Hari telah berganti, Dasha mulai bingung harus melakukan apa. Ia sudah mandi dan hanya mengurung diri di kamar. Biasanya pagi-pagi begini Dasha pergi ke sekolah, pulang sekolah pergi nongkrong atau belanja, mau makan apapun tinggal makan. Ahya.. makan. Dasha hampir lupa akan hal itu. Karena Dasha tidak terbiasa sarapan, dia sampai lupa memikirkan makan siang.
"Makan apa ya nanti?" bingung Dasha. Terbesit steak daging di benaknya. Makan siang makan steak, hmmm.. Dasha memejamkan mata membayangkan kelezatannya. Nanti dia akan mengatakannya pada Putra tentang keinginannya ini. Untuk makan siang kali ini, biar Dasha membayar makanannya sendiri.
Kemarin, sebelum Putra meninggalkan Dasha sendirian setelah urusannya selesai menemani Dasha, Putra berpesan agar mengatakan apapun yang Dasha butuhkan termasuk tentang apa yang ingin dia makan dan minum. Putra bersedia menanggung kebutuhan perutnya selama Dasha di kontrakan sampai Dasha mendapatkan pekerjaan. Tentunya dalam harga relatif murah yang dapat di jangkau Putra.
"Kerja apaan ya? Jaga toko enak kayaknya," ucap Dasha yang disambut tawa renyah Putra.
"Lo pengen kerja jaga toko? Yang bener aja lo. Ijazah aja ngga bawa. Mau kerja begituan. Mana bisa," ucap Putra kembali tertawa.
Iya juga ya... Dasha tersadar. Jadi, pekerjaan apa yang bisa ia dapatkan tanpa ijazah???
Suara anak kecil di luar memecah lamunannya. Sepertinya di luar kamarnya sedang ada anak kecil. Dasha pun keluar dari kamarnya. Sinar matahari langsung menerpa penglihatannya. Cerah. Di bandingkan kamarnya yang remang. Di pelataran kontrakan yang beralaskan semen, seorang anak kecil laki-laki berbadan gendut nampak asyik mewarnai di buku bergambar. Mulutnya asyik menyanyikan sebuah lagu, walau Dasha tidak tau lagu apa yang di senandungkan.
"Hay. Lagi mewarnai apa?" sapa Dasha berbasa-basi.
Anak kecil itu berhenti mewarnai dan memandang ke arah Dasha sejenak, lalu asyik mewarnai lagi. "Mewarnai orang," ucapnya.
"Oooo.." Dasha terdiam sejenak. "Nama kamu siapa?" tanya Dasha lagi.
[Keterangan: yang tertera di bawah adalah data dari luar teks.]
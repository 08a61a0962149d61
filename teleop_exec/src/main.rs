//! # Teleoperation Executable
//!
//! Reads the operator's gamepad, maps it into wheel speed commands through
//! the drive control module, and streams the commands to the vehicle over a
//! serial link at a fixed cycle rate.
//!
//! Run with `--test-mode` to log the commands instead of sending them, which
//! allows the control chain to be exercised without the vehicle attached.

// ---------------------------------------------------------------------------
// IMPORTS
// ---------------------------------------------------------------------------

// External imports
use color_eyre::{eyre::eyre, eyre::WrapErr, Report};
use log::{debug, info, warn};
use std::path::PathBuf;
use std::sync::atomic::{AtomicBool, Ordering};
use std::sync::Arc;
use std::thread;
use std::time::{Duration, Instant};
use structopt::StructOpt;

// Internal imports
use comms_if::eqpt::WheelCmd;
use comms_if::input::{InputFrame, InputMap};
use teleop_lib::data_store::DataStore;
use teleop_lib::gamepad_client::GamepadClient;
use teleop_lib::serial_client::SerialClient;
use util::{
    archive::Archived,
    logger::{logger_init, LevelFilter},
    module::State,
    session::Session,
};

// ---------------------------------------------------------------------------
// CONSTANTS
// ---------------------------------------------------------------------------

/// Period of the teleoperation cycle.
///
/// Units: seconds
const CYCLE_PERIOD_S: f64 = 0.05;

/// Maximum number of consecutive command send failures before the executable
/// aborts.
const MAX_CONSEC_SEND_ERRORS: u64 = 5;

/// Maximum number of consecutive cycle overruns before the executable
/// aborts. 100 overruns is 5 s of a wedged loop at the nominal period.
const MAX_CONSEC_CYCLE_OVERRUNS: u64 = 100;

// ---------------------------------------------------------------------------
// ARGUMENTS
// ---------------------------------------------------------------------------

#[derive(Debug, StructOpt)]
#[structopt(name = "teleop_exec", about = "Vehicle teleoperation executable")]
struct Opt {
    /// Serial device connected to the vehicle's motor controller
    #[structopt(short, long, default_value = "/dev/ttyUSB0", parse(from_os_str))]
    device: PathBuf,

    /// Log commands instead of sending them over the serial link
    #[structopt(short, long)]
    test_mode: bool,
}

// ---------------------------------------------------------------------------
// FUNCTIONS
// ---------------------------------------------------------------------------

fn main() -> Result<(), Report> {
    color_eyre::install()?;

    let opt = Opt::from_args();

    // Initialise the session and logger
    let session =
        Session::new("teleop_exec", "sessions").wrap_err("Failed to initialise the session")?;
    logger_init(LevelFilter::Trace, &session).wrap_err("Failed to initialise the logger")?;

    info!("Teleoperation Executable");
    info!("Session directory: {:?}\n", session.session_root);

    // Initialise the drive control module
    let mut ds = DataStore::default();
    ds.drive_ctrl
        .init("drive_ctrl.toml", &session)
        .wrap_err("Failed to initialise DriveCtrl")?;
    info!("DriveCtrl initialisation complete");

    // Acquire the input device
    let mut gamepad = GamepadClient::new().wrap_err("Failed to acquire the gamepad")?;

    // Open the command link, unless running in test mode
    let mut serial = if opt.test_mode {
        info!("Test mode active, commands will be logged, not sent");
        None
    } else {
        let client = SerialClient::new(&opt.device)
            .wrap_err("Failed to open the serial device")?;
        info!("Serial link open on {:?}", opt.device);
        Some(client)
    };

    // Interrupt handler, the main loop exits cleanly on ctrl-c
    let interrupted = Arc::new(AtomicBool::new(false));
    {
        let flag = interrupted.clone();
        ctrlc::set_handler(move || flag.store(true, Ordering::SeqCst))
            .wrap_err("Failed to set the interrupt handler")?;
    }

    info!("Beginning main loop\n");

    let loop_result = run_loop(&mut ds, &mut gamepad, &mut serial, &interrupted);

    // Bring the vehicle to rest whichever way the loop ended
    if let Some(ref mut client) = serial {
        match client.send_cmd(&WheelCmd::stop()) {
            Ok(()) => info!("Stop command sent"),
            Err(e) => warn!("Could not send the final stop command: {}", e),
        }
    }

    loop_result?;

    info!("End of execution");

    Ok(())
}

/// Main teleoperation loop.
///
/// Runs until interrupted, or until the serial link fails repeatedly.
fn run_loop(
    ds: &mut DataStore,
    gamepad: &mut GamepadClient,
    serial: &mut Option<SerialClient>,
    interrupted: &AtomicBool,
) -> Result<(), Report> {
    let cycle_period = Duration::from_secs_f64(CYCLE_PERIOD_S);

    while !interrupted.load(Ordering::SeqCst) {
        let cycle_start_instant = Instant::now();

        // Data input
        ds.drive_ctrl_input = gamepad.poll();

        // Control processing
        match ds.drive_ctrl.proc(&ds.drive_ctrl_input) {
            Ok((output, report)) => {
                ds.drive_ctrl_output = output;
                ds.drive_ctrl_status_rpt = report;
            }
            Err(e) => warn!("Error during DriveCtrl processing: {}", e),
        }

        // Command output. The send flushes, so the command is on the wire
        // before this cycle's sleep.
        match serial {
            Some(client) => match client.send_cmd(&ds.drive_ctrl_output) {
                Ok(()) => ds.num_consec_send_errors = 0,
                Err(e) => {
                    warn!("Could not send the wheel command: {}", e);
                    ds.num_consec_send_errors += 1;

                    if ds.num_consec_send_errors > MAX_CONSEC_SEND_ERRORS {
                        return Err(eyre!(
                            "Serial link lost ({} consecutive send failures)",
                            ds.num_consec_send_errors
                        ));
                    }
                }
            },
            None => debug!(
                "{}",
                test_mode_line(
                    &ds.drive_ctrl_output,
                    &ds.drive_ctrl_input,
                    &ds.drive_ctrl.params.input_map
                )
            ),
        }

        // Write archives
        if let Err(e) = ds.drive_ctrl.write() {
            warn!("Could not write the DriveCtrl archive: {}", e);
        }

        // Cycle management
        let cycle_dur = Instant::now() - cycle_start_instant;
        manage_cycle(ds, cycle_dur, cycle_period)?;
    }

    info!("Interrupt received, stopping");

    Ok(())
}

/// End-of-cycle management: sleep out the remaining cycle slot, or account
/// the overrun. A loop which cannot hold its period for
/// `MAX_CONSEC_CYCLE_OVERRUNS` cycles in a row aborts, like a failing serial
/// link does.
fn manage_cycle(
    ds: &mut DataStore,
    cycle_dur: Duration,
    cycle_period: Duration,
) -> Result<(), Report> {
    match cycle_period.checked_sub(cycle_dur) {
        Some(remaining) => {
            ds.num_consec_cycle_overruns = 0;
            thread::sleep(remaining);
        }
        None => {
            warn!(
                "Cycle overran by {:.6} s",
                (cycle_dur - cycle_period).as_secs_f64()
            );
            ds.num_consec_cycle_overruns += 1;

            if ds.num_consec_cycle_overruns > MAX_CONSEC_CYCLE_OVERRUNS {
                return Err(eyre!(
                    "Cannot hold the cycle period ({} consecutive overruns)",
                    ds.num_consec_cycle_overruns
                ));
            }
        }
    }

    ds.num_cycles += 1;

    Ok(())
}

/// Line logged in place of a serial send in test mode, showing the command
/// alongside the raw drive inputs which produced it.
fn test_mode_line(cmd: &WheelCmd, frame: &InputFrame, input_map: &InputMap) -> String {
    format!(
        "{} (fwd: {:.2}, rev: {:.2}, steer: {:.2})",
        cmd.to_step_line().trim_end(),
        frame.axis(input_map.forward_axis),
        frame.axis(input_map.reverse_axis),
        frame.axis(input_map.steering_axis)
    )
}

// ---------------------------------------------------------------------------
// TESTS
// ---------------------------------------------------------------------------

#[cfg(test)]
mod test {
    use super::*;

    #[test]
    fn test_overrun_limit_aborts() {
        let mut ds = DataStore::default();
        let period = Duration::from_micros(10);
        let long_cycle = Duration::from_micros(20);

        // Repeated overruns are tolerated up to the limit
        for _ in 0..MAX_CONSEC_CYCLE_OVERRUNS {
            manage_cycle(&mut ds, long_cycle, period).unwrap();
        }

        assert!(manage_cycle(&mut ds, long_cycle, period).is_err());
    }

    #[test]
    fn test_on_time_cycle_resets_overrun_count() {
        let mut ds = DataStore::default();
        let period = Duration::from_micros(10);

        manage_cycle(&mut ds, Duration::from_micros(20), period).unwrap();
        assert_eq!(ds.num_consec_cycle_overruns, 1);

        manage_cycle(&mut ds, Duration::from_micros(5), period).unwrap();
        assert_eq!(ds.num_consec_cycle_overruns, 0);
        assert_eq!(ds.num_cycles, 2);
    }

    #[test]
    fn test_test_mode_line_shows_inputs() {
        let mut frame = InputFrame {
            axes: vec![0.0; 6],
            buttons: vec![false; 11],
            hats: vec![(0, 0)],
        };
        frame.axes[5] = 1.0;
        frame.axes[2] = -1.0;
        frame.axes[0] = 0.25;

        let line = test_mode_line(
            &WheelCmd::new(60.0, -60.0),
            &frame,
            &InputMap::default(),
        );

        assert_eq!(
            line,
            "STEP R-60.00 L60.00 (fwd: 1.00, rev: -1.00, steer: 0.25)"
        );
    }
}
"Firman," jawabnya tetap fokus mewarnai. Dasha terdiam. Entah harus menyebutkan namanya atau tidak. Anak laki-laki itu juga tidak menanyakan namanya. Tak lama, datang seorang anak kecil perempuan. Berlari kecil menghampiri Firman, dengan tangan kiri memegang buku mewarnai dan tangan kanan memeluk pensil warna. Sementara jari jemari tangan kanannya menggenggam dua pensil warna. Cream dan biru.
"Firman, ikutan dong," ucapnya. Lalu ikutan tengkurap di samping Firman yang tidak menyahutinya. Menyadari kehadiran Dasha, anak kecil perempuan itu melihat ke arah Dasha.
"Haii.." sapa Dasha sembari tersenyum.
Anak kecil perempuan itu tersenyum. "Hai, kak," sapanya balik lagu membuka buku mewarnainya.
"Siapa namanya?"
"Ika," jawabnya sembari tersenyum. Hmm.. anak yang ramah.
"Kalian ngga sekolah?" tanya Dasha.
Keduanya menggeleng.
"Ibu sama Bapak ngga ada duit," ucap Firman polos. Yang langsung di sahut oleh Ika.
"Ya ya.. Ibu sama Bapakku juga ngga ada duit," ucapnya polos seraya mengangguk-anggukan kepalanya.
Dasha terenyuh. Merasa iba dan kasihan dengan dua anak kecil di depannya. Mereka nampak bersemangat belajar, tapi tidak bisa sekolah karena terkendala biaya. Sementara di luar sana, banyak yang bisa sekolah karena memiliki banyak uang. Namun, mereka menyia-nyiakan dengan bolos sekolah. Termasuk dirinya. Rasa penyesalan pun singgah di hati Dasha.